The HTC Wildfire S could be the darling of the affordable Android handsets. We say could be, because HTC have slightly muddied the water with the similarly-specced HTC Salsa, their touchscreen Facebook phone, as well as pitching out the Wildfire S into a market brimming with devices new and old. In the rawest sense the HTC Wildfire S is an incremental update of last year’s Wildfire, which was a phone that, when we reviewed it, seemed to drag its heels a little. 

Our quick take

Overall the HTC Wildfire S is a tidy little package. The good touch response and design reflect well on what is essentially a budget device. It can be bettered by its rivals - there will be affordable phones with a larger higher resolution display, there will be those that get a higher power processor, but if you’re less interested in consuming movie content or playing mobile games, then the HTC Wildfire S will stand you in good stead.

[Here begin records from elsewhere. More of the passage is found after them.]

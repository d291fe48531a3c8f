//! # 解码模块
//!
//! ## 设计思路
//!
//! 将“文件 → 字节 → 图像 → RGBA 位图”的过程集中管理。
//! 输入默认不限分辨率；配置了资源上限时，先做体积与尺寸检查，再进行完整解码。
//!
//! ## 实现思路
//!
//! 1. 存在性 + metadata 体积限制（可选）+ 读取
//! 2. 通过文件签名（magic bytes）确认是图片
//! 3. 读取 header 尺寸并按像素/内存上限快速拒绝（可选）
//! 4. 完整解码并转换为 RGBA（不做色彩管理变换）
//!
//! 解码失败不重试。

use std::io::Cursor;
use std::path::Path;

use image::{GenericImageView, ImageReader};

use super::config::UpscaleConfig;
use super::source::Bitmap;
use super::UpscaleError;

/// 图片解码器。
#[derive(Debug, Clone)]
pub struct ImageDecoder {
    config: UpscaleConfig,
}

impl ImageDecoder {
    pub fn new(config: &UpscaleConfig) -> Self {
        Self {
            config: config.clone(),
        }
    }

    /// 从本地路径解码为位图。
    pub fn decode(&self, path: &Path) -> Result<Bitmap, UpscaleError> {
        log::info!("📁 开始读取本地图片 - 路径: {}", path.display());

        let bytes = self.read_file(path)?;
        self.decode_bytes(&bytes, &path.display().to_string())
    }

    /// 解码内存中的图片字节。
    pub fn decode_bytes(&self, bytes: &[u8], source_hint: &str) -> Result<Bitmap, UpscaleError> {
        Self::validate_image_signature(bytes)?;

        let (header_width, header_height) = Self::inspect_dimensions_from_memory(bytes)?;
        self.validate_pixel_limits(header_width, header_height)?;
        self.validate_decoded_memory_limits(header_width, header_height)?;

        let mut reader = ImageReader::new(Cursor::new(bytes))
            .with_guessed_format()
            .map_err(|e| UpscaleError::DecodeFailed(format!("无法识别图片格式：{}", e)))?;
        if self.config.max_decoded_bytes.is_none() {
            // 关闭 image 自带的默认分配上限，超大图也能完整解码
            reader.no_limits();
        }
        let decoded = reader
            .decode()
            .map_err(|e| UpscaleError::DecodeFailed(format!("图片解码失败：{}", e)))?;

        let (width, height) = decoded.dimensions();
        self.validate_pixel_limits(width, height)?;
        self.validate_decoded_memory_limits(width, height)?;

        let bitmap = Bitmap::new(decoded.to_rgba8())?;

        log::info!(
            "✅ 图片解码成功 - 来源: {} 尺寸: {}x{}",
            source_hint,
            bitmap.width(),
            bitmap.height()
        );

        Ok(bitmap)
    }

    fn read_file(&self, path: &Path) -> Result<Vec<u8>, UpscaleError> {
        if !path.exists() {
            return Err(UpscaleError::DecodeFailed(format!(
                "文件不存在：{}",
                path.display()
            )));
        }

        let metadata = std::fs::metadata(path)
            .map_err(|e| UpscaleError::DecodeFailed(format!("无法读取文件信息：{}", e)))?;

        if !metadata.is_file() {
            return Err(UpscaleError::DecodeFailed(format!(
                "不是普通文件：{}",
                path.display()
            )));
        }

        if let Some(limit) = self.config.max_file_size {
            if metadata.len() > limit {
                return Err(UpscaleError::ResourceLimit(format!(
                    "文件过大：{:.2} MB（限制：{:.2} MB）",
                    metadata.len() as f64 / 1024.0 / 1024.0,
                    limit as f64 / 1024.0 / 1024.0
                )));
            }
        }

        std::fs::read(path)
            .map_err(|e| UpscaleError::DecodeFailed(format!("无法读取图片文件：{}", e)))
    }

    /// 通过文件签名（magic bytes）校验输入是否为图片。
    fn validate_image_signature(bytes: &[u8]) -> Result<(), UpscaleError> {
        if bytes.is_empty() {
            return Err(UpscaleError::DecodeFailed("图片内容为空".to_string()));
        }

        let kind = infer::get(bytes)
            .ok_or_else(|| UpscaleError::DecodeFailed("无法识别图片类型".to_string()))?;

        if kind.matcher_type() != infer::MatcherType::Image {
            return Err(UpscaleError::DecodeFailed(format!(
                "文件签名不是图片类型：{}",
                kind.mime_type()
            )));
        }

        Ok(())
    }

    /// 仅通过图片头信息读取宽高，用于完整解码前的像素限制检查。
    fn inspect_dimensions_from_memory(bytes: &[u8]) -> Result<(u32, u32), UpscaleError> {
        let reader = ImageReader::new(Cursor::new(bytes))
            .with_guessed_format()
            .map_err(|e| UpscaleError::DecodeFailed(format!("无法识别图片格式：{}", e)))?;

        reader
            .into_dimensions()
            .map_err(|e| UpscaleError::DecodeFailed(format!("无法读取图片尺寸：{}", e)))
    }

    fn validate_pixel_limits(&self, width: u32, height: u32) -> Result<(), UpscaleError> {
        let Some(limit) = self.config.max_decoded_pixels else {
            return Ok(());
        };

        // u32 * u32 不会溢出 u64
        let pixels = width as u64 * height as u64;
        if pixels > limit {
            return Err(UpscaleError::ResourceLimit(format!(
                "图片像素过大：{} 像素（限制：{} 像素）",
                pixels, limit
            )));
        }

        Ok(())
    }

    fn validate_decoded_memory_limits(&self, width: u32, height: u32) -> Result<(), UpscaleError> {
        let Some(limit) = self.config.max_decoded_bytes else {
            return Ok(());
        };

        let estimated = (width as u64)
            .checked_mul(height as u64)
            .and_then(|pixels| pixels.checked_mul(4))
            .ok_or_else(|| UpscaleError::ResourceLimit("图片解码内存估算溢出".to_string()))?;

        if estimated > limit {
            return Err(UpscaleError::ResourceLimit(format!(
                "图片解码预计内存过大：{:.2} MB（限制：{:.2} MB）",
                estimated as f64 / 1024.0 / 1024.0,
                limit as f64 / 1024.0 / 1024.0
            )));
        }

        Ok(())
    }
}

#[cfg(test)]
mod tests {
    use super::*;
    use image::{DynamicImage, ImageBuffer, ImageFormat, Rgba};
    use std::path::PathBuf;
    use std::time::{SystemTime, UNIX_EPOCH};

    fn unique_temp_dir(label: &str) -> PathBuf {
        let nanos = SystemTime::now()
            .duration_since(UNIX_EPOCH)
            .expect("clock")
            .as_nanos();
        let dir = std::env::temp_dir().join(format!(
            "simple_image_sr_decoder_{label}_{}_{}",
            std::process::id(),
            nanos
        ));
        std::fs::create_dir_all(&dir).expect("create temp dir");
        dir
    }

    fn encode_test_image(width: u32, height: u32, format: ImageFormat) -> Vec<u8> {
        let img = ImageBuffer::from_fn(width, height, |x, y| {
            Rgba([(x % 255) as u8, (y % 255) as u8, ((x + y) % 255) as u8, 200])
        });

        let dyn_img = match format {
            ImageFormat::Jpeg => DynamicImage::ImageRgb8(DynamicImage::ImageRgba8(img).to_rgb8()),
            _ => DynamicImage::ImageRgba8(img),
        };
        let mut cursor = Cursor::new(Vec::new());
        dyn_img
            .write_to(&mut cursor, format)
            .expect("failed to encode test image");
        cursor.into_inner()
    }

    #[test]
    fn decodes_png_file_with_alpha() {
        let dir = unique_temp_dir("png");
        let path = dir.join("in.png");
        std::fs::write(&path, encode_test_image(5, 3, ImageFormat::Png)).expect("write png");

        let bitmap = ImageDecoder::new(&UpscaleConfig::default())
            .decode(&path)
            .expect("decode should succeed");

        assert_eq!((bitmap.width(), bitmap.height()), (5, 3));
        assert_eq!(bitmap.pixel(4, 2), [4, 2, 6, 200]);
    }

    #[test]
    fn decodes_jpeg_as_opaque_rgba() {
        let bytes = encode_test_image(16, 8, ImageFormat::Jpeg);

        let bitmap = ImageDecoder::new(&UpscaleConfig::default())
            .decode_bytes(&bytes, "jpeg-test")
            .expect("decode should succeed");

        assert_eq!((bitmap.width(), bitmap.height()), (16, 8));
        assert_eq!(bitmap.pixel(0, 0)[3], 255);
    }

    #[test]
    fn missing_file_is_decode_failure() {
        let path = unique_temp_dir("missing").join("absent.png");

        let result = ImageDecoder::new(&UpscaleConfig::default()).decode(&path);

        assert!(matches!(result, Err(UpscaleError::DecodeFailed(_))));
    }

    #[test]
    fn non_image_file_is_decode_failure() {
        let dir = unique_temp_dir("text");
        let path = dir.join("notes.png");
        std::fs::write(&path, b"<html><body>not an image</body></html>").expect("write text");

        let result = ImageDecoder::new(&UpscaleConfig::default()).decode(&path);

        assert!(matches!(result, Err(UpscaleError::DecodeFailed(_))));
    }

    #[test]
    fn truncated_png_is_decode_failure() {
        let mut bytes = encode_test_image(32, 32, ImageFormat::Png);
        bytes.truncate(bytes.len() / 2);

        let result = ImageDecoder::new(&UpscaleConfig::default()).decode_bytes(&bytes, "truncated");

        assert!(matches!(result, Err(UpscaleError::DecodeFailed(_))));
    }

    #[test]
    fn rejects_too_many_pixels_before_decoding() {
        let config = UpscaleConfig::default().with_max_pixels(100);
        let bytes = encode_test_image(20, 20, ImageFormat::Png);

        let result = ImageDecoder::new(&config).decode_bytes(&bytes, "limit");

        assert!(matches!(result, Err(UpscaleError::ResourceLimit(_))));
    }

    #[test]
    fn rejects_oversized_file() {
        let dir = unique_temp_dir("size");
        let path = dir.join("big.png");
        std::fs::write(&path, encode_test_image(8, 8, ImageFormat::Png)).expect("write png");
        let config = UpscaleConfig::default().with_max_file_size(16);

        let result = ImageDecoder::new(&config).decode(&path);

        assert!(matches!(result, Err(UpscaleError::ResourceLimit(_))));
    }

    #[test]
    fn large_image_decodes_when_limits_are_off() {
        // 48 MP 级别的尺寸在默认配置下只校验头信息，不应被拒绝
        let decoder = ImageDecoder::new(&UpscaleConfig::default());

        decoder
            .validate_pixel_limits(8000, 6000)
            .expect("pixel limit is off by default");
        decoder
            .validate_decoded_memory_limits(8000, 6000)
            .expect("memory limit is off by default");

        let bytes = encode_test_image(640, 480, ImageFormat::Png);
        let bitmap = decoder.decode_bytes(&bytes, "large").expect("decode should succeed");
        assert_eq!((bitmap.width(), bitmap.height()), (640, 480));
    }
}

The most important factor for us is that we’ve found the HTC Wildfire S capable to performing those core tasks without too much of a compromise. However, there are a number of older phones currently available which will offer you more and still at a competitive price. The HTC Wildfire S is best suited to someone who craves a compact device and is looking to talk, text and get social with their phone, with no great desire to push the Android envelope. 

 

HTC Wildfire S - 3.5 / 5

FORAGAINST
  • HTC Sense offers an easy connected experience
  • great design
  • affordable
  • Might be bettered by legacy devices still available
  • limited multimedia performance
  • finish on the back is a little slippery

The HTC Wildfire S betters its predecessor, now offering a more pleasing design reflecting the changes made to the Desire S, so you’ll find the largely obscure optical key has been removed and there has been just about enough of a facelift to draw admiring glances. It is, it has to be said, extremely pretty for a such a small phone, batting aside some of the budget pretenders with ease when it comes to pure looks.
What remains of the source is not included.